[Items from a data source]
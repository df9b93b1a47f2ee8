use crate::fingerprint::{RejectReason, Score};
use crate::frame::FrameId;
use crate::pipeline::{AdmissionDecision, Outcome};
use chrono::Utc;
use serde::{Deserialize, Serialize};
use std::collections::HashMap;
use std::fs::{self, File, OpenOptions};
use std::io::{self, BufRead, BufReader, Write};
use std::path::{Path, PathBuf};
use thiserror::Error;

/// Decision log file name, kept inside the store directory.
pub const DECISION_LOG: &str = ".decisions.jsonl";

#[derive(Debug, Error)]
pub enum LogError {
    #[error("IO error on decision log {path}: {source}")]
    Io {
        path: PathBuf,
        #[source]
        source: io::Error,
    },

    #[error("JSON error: {0}")]
    Json(#[from] serde_json::Error),
}

/// One line of the decision log.
#[derive(Debug, Clone, PartialEq, Serialize, Deserialize)]
pub struct DecisionRecord {
    pub recorded_at: String,
    pub outcome: Outcome,
    pub frame: FrameId,
    #[serde(default, skip_serializing_if = "Option::is_none")]
    pub key: Option<String>,
    #[serde(default, skip_serializing_if = "Option::is_none")]
    pub location: Option<PathBuf>,
    #[serde(default, skip_serializing_if = "Option::is_none")]
    pub matched_key: Option<String>,
    #[serde(default, skip_serializing_if = "Option::is_none")]
    pub matched_location: Option<PathBuf>,
    #[serde(default, skip_serializing_if = "Option::is_none")]
    pub score: Option<Score>,
    #[serde(default, skip_serializing_if = "Option::is_none")]
    pub reject_reason: Option<RejectReason>,
    #[serde(default, skip_serializing_if = "Option::is_none")]
    pub reason: Option<String>,
}

impl DecisionRecord {
    pub fn from_decision(decision: &AdmissionDecision, recorded_at: &str) -> Self {
        let mut record = DecisionRecord {
            recorded_at: recorded_at.to_string(),
            outcome: decision.outcome(),
            frame: decision.frame().clone(),
            key: decision.key().map(str::to_string),
            location: None,
            matched_key: None,
            matched_location: None,
            score: None,
            reject_reason: None,
            reason: None,
        };
        match decision {
            AdmissionDecision::Unique { location, .. } => {
                record.location = Some(location.clone());
            }
            AdmissionDecision::Duplicate { matched, score, .. } => {
                record.matched_key = Some(matched.key.clone());
                record.matched_location = Some(matched.location.clone());
                record.score = Some(*score);
            }
            AdmissionDecision::Invalid {
                reason, message, ..
            } => {
                record.reject_reason = Some(*reason);
                record.reason = Some(message.clone());
            }
        }
        record
    }
}

pub fn log_path(store_dir: &Path) -> PathBuf {
    store_dir.join(DECISION_LOG)
}

/// Append one line per decision, all stamped with the current time.
pub fn append_decisions(store_dir: &Path, decisions: &[AdmissionDecision]) -> Result<usize, LogError> {
    let path = log_path(store_dir);
    let io_err = |source| LogError::Io {
        path: path.clone(),
        source,
    };

    let mut out = OpenOptions::new()
        .create(true)
        .append(true)
        .open(&path)
        .map_err(io_err)?;

    let now = Utc::now().to_rfc3339();
    for decision in decisions {
        let record = DecisionRecord::from_decision(decision, &now);
        writeln!(out, "{}", serde_json::to_string(&record)?).map_err(io_err)?;
    }
    out.flush().map_err(io_err)?;
    Ok(decisions.len())
}

/// Read every well-formed record. A missing log reads as empty.
pub fn read_decision_log(store_dir: &Path) -> Result<Vec<DecisionRecord>, LogError> {
    let path = log_path(store_dir);
    let file = match File::open(&path) {
        Ok(file) => file,
        Err(e) if e.kind() == io::ErrorKind::NotFound => return Ok(Vec::new()),
        Err(source) => return Err(LogError::Io { path, source }),
    };

    let mut records = Vec::new();
    for (i, line) in BufReader::new(file).lines().enumerate() {
        let line = line.map_err(|source| LogError::Io {
            path: path.clone(),
            source,
        })?;
        if line.trim().is_empty() {
            continue;
        }
        match serde_json::from_str::<DecisionRecord>(&line) {
            Ok(record) => records.push(record),
            Err(err) => log::warn!("Skipping malformed decision log line {}: {}", i + 1, err),
        }
    }
    Ok(records)
}

/// Remove the log. Returns whether there was one.
pub fn clear_decision_log(store_dir: &Path) -> Result<bool, LogError> {
    let path = log_path(store_dir);
    match fs::remove_file(&path) {
        Ok(()) => Ok(true),
        Err(e) if e.kind() == io::ErrorKind::NotFound => Ok(false),
        Err(source) => Err(LogError::Io { path, source }),
    }
}

/// A kept frame and every frame suppressed in its favour.
#[derive(Debug, Clone, PartialEq, Serialize)]
pub struct FrameGroup {
    pub key: String,
    pub kept: FrameId,
    pub location: PathBuf,
    /// The kept frame was admitted by an earlier run against the same store.
    pub carried_over: bool,
    pub duplicates: Vec<FrameId>,
}

/// Fold decisions into groups, in admission order. Invalid frames belong to
/// no group.
pub fn group_decisions(decisions: &[AdmissionDecision]) -> Vec<FrameGroup> {
    let mut groups: Vec<FrameGroup> = Vec::new();
    let mut by_key: HashMap<String, usize> = HashMap::new();

    for decision in decisions {
        match decision {
            AdmissionDecision::Unique {
                frame,
                key,
                location,
                ..
            } => {
                by_key.insert(key.clone(), groups.len());
                groups.push(FrameGroup {
                    key: key.clone(),
                    kept: frame.clone(),
                    location: location.clone(),
                    carried_over: false,
                    duplicates: Vec::new(),
                });
            }
            AdmissionDecision::Duplicate { frame, matched, .. } => {
                let pos = *by_key.entry(matched.key.clone()).or_insert_with(|| {
                    groups.push(FrameGroup {
                        key: matched.key.clone(),
                        kept: matched.frame.clone(),
                        location: matched.location.clone(),
                        carried_over: true,
                        duplicates: Vec::new(),
                    });
                    groups.len() - 1
                });
                groups[pos].duplicates.push(frame.clone());
            }
            AdmissionDecision::Invalid { .. } => {}
        }
    }

    groups
}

Brief:
Lines that include the word "records" — how many are there in the data? Answer with the number alone.

Expected output:
3